Closing Borders
Did coffee kill the big book store?
Once upon a time, book stores sold books. Wall to wall, floor to ceiling, the latest hard-backs sat primed at the front with their luscious glossy covers, tanks of literature paving the way for the army of paperbacks falling in rank behind them. Silence hovered in a dusty deliciousness, an invitation to worlds of vast imagination, mystery and intrigue.
Crusty men and women ran these places, men and women who when not selling books were writing books.
Coming from London to New York I discovered Barnes and Noble – not that difficult and not an achievement I am boasting about, but something about B & N was comforting to me in my struggle to come to terms with life in a new city, so far from the familiarity of friends and family, in another country.
I was not alone. B & N have in-store coffee shops, as indeed do Borders stores. For the price of a cup of coffee, caramel macchiato if I am being truly confessional, I could take my pick from the magazine rack and catch up on the latest need to know about Brad and Angie and their growing family, pretend to care about Lindsay and Brittany’s latest breakdowns. For more cerebral times it was Architectural Digest and other decorating editions for the latest trends.
As stated earlier, I was not alone. Others read books, from latest edition hard-backs to paperbacks. Tutors tutored students. Teachers marked papers. Agents met with writers to discuss terms. Nannies met in a collective boredom with their tiny charges.

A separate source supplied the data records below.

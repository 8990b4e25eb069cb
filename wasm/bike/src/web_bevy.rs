//! WASM entrypoint for the Bevy bike.
//!
//! Module structure:
//! - camera: Orbit camera that follows the frame
//! - render: Ground grid, foot pop gizmos, visual sync
//! - scene: Camera, light and bike meshes
//! - input: Gamepad triggers and stick with keyboard fallback
//! - simulation: Fixed-tick control loop and physics step
//! - ui: egui telemetry panel

use bevy::prelude::*;
use bevy_egui::EguiPlugin;
use wasm_bindgen::prelude::*;

use bike_control::{BikeConfig, BikeControlLoop};
use bike_physics::BikeWorld;

use crate::config::{load_bike_config, BIKE_JSON};
use crate::input::RiderInput;
use crate::simulation::TelemetryHistory;
use crate::{camera, input, render, scene, simulation, ui};

/// WebHandle for the Bevy bike app.
#[wasm_bindgen]
pub struct WebHandle {}

#[wasm_bindgen]
impl WebHandle {
    #[wasm_bindgen(constructor)]
    pub fn new() -> Self {
        console_error_panic_hook::set_once();
        Self {}
    }

    #[wasm_bindgen]
    pub async fn start(&self, canvas: web_sys::HtmlCanvasElement) -> Result<(), JsValue> {
        let canvas_id = canvas.id();
        let selector = if canvas_id.is_empty() {
            "#bevy-canvas".to_string()
        } else {
            format!("#{}", canvas_id)
        };

        App::new()
            .add_plugins(DefaultPlugins.set(WindowPlugin {
                primary_window: Some(Window {
                    title: "Pedal Bike".into(),
                    canvas: Some(selector),
                    fit_canvas_to_parent: true,
                    prevent_default_event_handling: false,
                    ..Default::default()
                }),
                ..Default::default()
            }))
            .add_plugins(EguiPlugin)
            .add_plugins(BikePlugin)
            .run();

        Ok(())
    }

    #[wasm_bindgen]
    pub fn destroy(&self) {}

    #[wasm_bindgen]
    pub fn has_panicked(&self) -> bool {
        false
    }
}

impl Default for WebHandle {
    fn default() -> Self {
        Self::new()
    }
}

/// Bike plugin for Bevy.
pub struct BikePlugin;

impl Plugin for BikePlugin {
    fn build(&self, app: &mut App) {
        let state = BikeState::default();
        let tick = state.control.config().fixed_dt as f64;

        app.insert_resource(ClearColor(Color::BLACK))
            .insert_resource(Time::<Fixed>::from_seconds(tick))
            .insert_resource(state)
            .add_systems(Startup, scene::setup_scene)
            .add_systems(FixedUpdate, simulation::bike_step)
            .add_systems(Update, input::track_gamepads)
            .add_systems(Update, input::rider_input.after(input::track_gamepads))
            .add_systems(Update, camera::camera_input)
            .add_systems(Update, scene::spawn_bike_visuals)
            .add_systems(Update, render::draw_ground_grid)
            .add_systems(Update, render::draw_foot_pops)
            .add_systems(Update, render::sync_visuals.after(scene::spawn_bike_visuals))
            .add_systems(Update, camera::follow_bike.after(render::sync_visuals))
            .add_systems(Update, camera::camera_follow.after(camera::follow_bike))
            .add_systems(Update, ui::ui_system.after(camera::camera_follow));
    }
}

/// Main simulation state.
#[derive(Resource)]
pub struct BikeState {
    pub world: BikeWorld,
    pub control: BikeControlLoop,
    pub input: RiderInput,
    pub history: TelemetryHistory,
    pub last_fault: Option<String>,
    pub ui_visible: bool,
    /// Set when the rig was rebuilt and its meshes must be respawned.
    pub visuals_dirty: bool,
}

impl BikeState {
    /// Fresh world and an enabled control loop for `config`.
    pub fn with_config(config: BikeConfig) -> Self {
        let world = BikeWorld::new(&config);
        let mut control = BikeControlLoop::new(config);
        control.enable();

        Self {
            world,
            control,
            input: RiderInput::default(),
            history: TelemetryHistory::default(),
            last_fault: None,
            ui_visible: true,
            visuals_dirty: true,
        }
    }

    /// Rebuild the rig for `config`, keeping the rider's input source and
    /// whether the control loop was running.
    pub fn rebuild(&mut self, config: BikeConfig) {
        let input = self.input;
        let ui_visible = self.ui_visible;
        let active = self.control.is_active();
        *self = Self::with_config(config);
        self.input = input;
        self.ui_visible = ui_visible;
        if !active {
            self.control.disable();
        }
    }
}

impl Default for BikeState {
    fn default() -> Self {
        Self::with_config(load_bike_config(BIKE_JSON))
    }
}

#[wasm_bindgen(start)]
pub fn wasm_main() {}

#[cfg(test)]
mod tests {
    use super::*;
    use bike_control::Drivetrain;

    #[test]
    fn test_rebuild_keeps_disabled_loop_off() {
        let mut state = BikeState::with_config(BikeConfig::default());
        state.control.disable();
        state.ui_visible = false;

        state.rebuild(BikeConfig { drivetrain: Drivetrain::WheelTorque, ..Default::default() });
        assert!(!state.control.is_active());
        assert!(!state.ui_visible);
        assert!(state.visuals_dirty);
        assert_eq!(state.world.drivetrain(), Drivetrain::WheelTorque);
    }

    #[test]
    fn test_rebuild_keeps_running_loop_on() {
        let mut state = BikeState::with_config(BikeConfig::default());
        state.rebuild(BikeConfig { drivetrain: Drivetrain::WheelTorque, ..Default::default() });
        assert!(state.control.is_active());
    }
}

Travel through the US has resulted in my spending far more time in places such as Pittsburgh and Minneapolis than I ever thought possible. Downtown Pittsburgh, without a B & N or a Borders, left me deserted and in despair. Minneapolis, however, provided richer pickings with an entertaining rota of chatty coffee customers. That they talked to themselves, having the most animated of conversations, was neither here nor there. They were part of the infrastructure, worthy of its own sitcom according to the young salesman there.
To San Francisco and Borders and, if lucky enough, a table in the window looking down over Union Square.
For all my cups of coffee and magazine browsing, I spent time at tables here and there working with pen and ink. Writing, scribbling in the peace and quiet of low-level chaos, plugged in on a personal level with rich rewards.
And for all my cups of coffee, I did buy books. From Minneapolis, I bought another edition of Sinclair Lewis’ Main Street. From San Francisco, the wonderful Mayor of Castro Street by Randy Shilts. Always a sucker for a good cover I was unable to resist a collection of Lesbian Pulp Fiction (The Sexually Intrepid World of Lesbian Paperback Novels 1950 -1965) and the delightful adventures of Lois Lenz, Lesbian Secretary by Monica Nolan. There were others, many others, but these are my stand-out souvenirs.
Borders, and to some extent B & N, in providing so much to so many, everything it seems but overnight accommodation, has had to call time on its public largesse. And only now do I mention Amazon, that collection of six simple letters saying it all.
However, within my own small area of New York, three independent book shops remain in business. John Sandoe, remains a must go to in London and, in San Francisco, City Lights continues to shine.
As for coffee, I can get a bad cup of that anywhere!